# Task requirements:
Among the entries below, find all lines that include "input" and copy them.

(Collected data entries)
*** Begin section ***
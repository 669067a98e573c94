//! HTTP response domain types

mod spec;

pub use spec::{RawResponse, ResponseBody};
//! Date input helpers.

use chrono::{Datelike, NaiveDate};

use crate::error::{DomainError, DomainResult};

/// Parses a user-entered date in `DD.MM.YYYY` or `YYYY-MM-DD` form.
///
/// # Errors
///
/// Returns `DomainError::InvalidDate` if neither format matches.
pub fn parse_user_date(input: &str) -> DomainResult<NaiveDate> {
    let input = input.trim();
    NaiveDate::parse_from_str(input, "%d.%m.%Y")
        .or_else(|_| NaiveDate::parse_from_str(input, "%Y-%m-%d"))
        .map_err(|_| DomainError::InvalidDate(input.to_string()))
}

/// Normalizes a user-entered date to ISO `YYYY-MM-DD`.
///
/// # Errors
///
/// Returns `DomainError::InvalidDate` if the input is not a date.
pub fn to_iso_date(input: &str) -> DomainResult<String> {
    parse_user_date(input).map(|d| d.format("%Y-%m-%d").to_string())
}

/// Formats a date the way the console displays it (`DD.MM.YYYY`).
#[must_use]
pub fn format_display(date: NaiveDate) -> String {
    date.format("%d.%m.%Y").to_string()
}

/// First and last day of the month containing `date`.
#[must_use]
pub fn month_bounds(date: NaiveDate) -> (NaiveDate, NaiveDate) {
    let first = date.with_day(1).unwrap_or(date);
    let next_month = if first.month() == 12 {
        NaiveDate::from_ymd_opt(first.year() + 1, 1, 1)
    } else {
        NaiveDate::from_ymd_opt(first.year(), first.month() + 1, 1)
    };
    let last = next_month.and_then(|d| d.pred_opt()).unwrap_or(date);
    (first, last)
}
*** End section ***
# Output of the task:
//! Date input helpers.
pub fn parse_user_date(input: &str) -> DomainResult<NaiveDate> {
    let input = input.trim();
    NaiveDate::parse_from_str(input, "%d.%m.%Y")
        .or_else(|_| NaiveDate::parse_from_str(input, "%Y-%m-%d"))
        .map_err(|_| DomainError::InvalidDate(input.to_string()))
/// Returns `DomainError::InvalidDate` if the input is not a date.
pub fn to_iso_date(input: &str) -> DomainResult<String> {
    parse_user_date(input).map(|d| d.format("%Y-%m-%d").to_string())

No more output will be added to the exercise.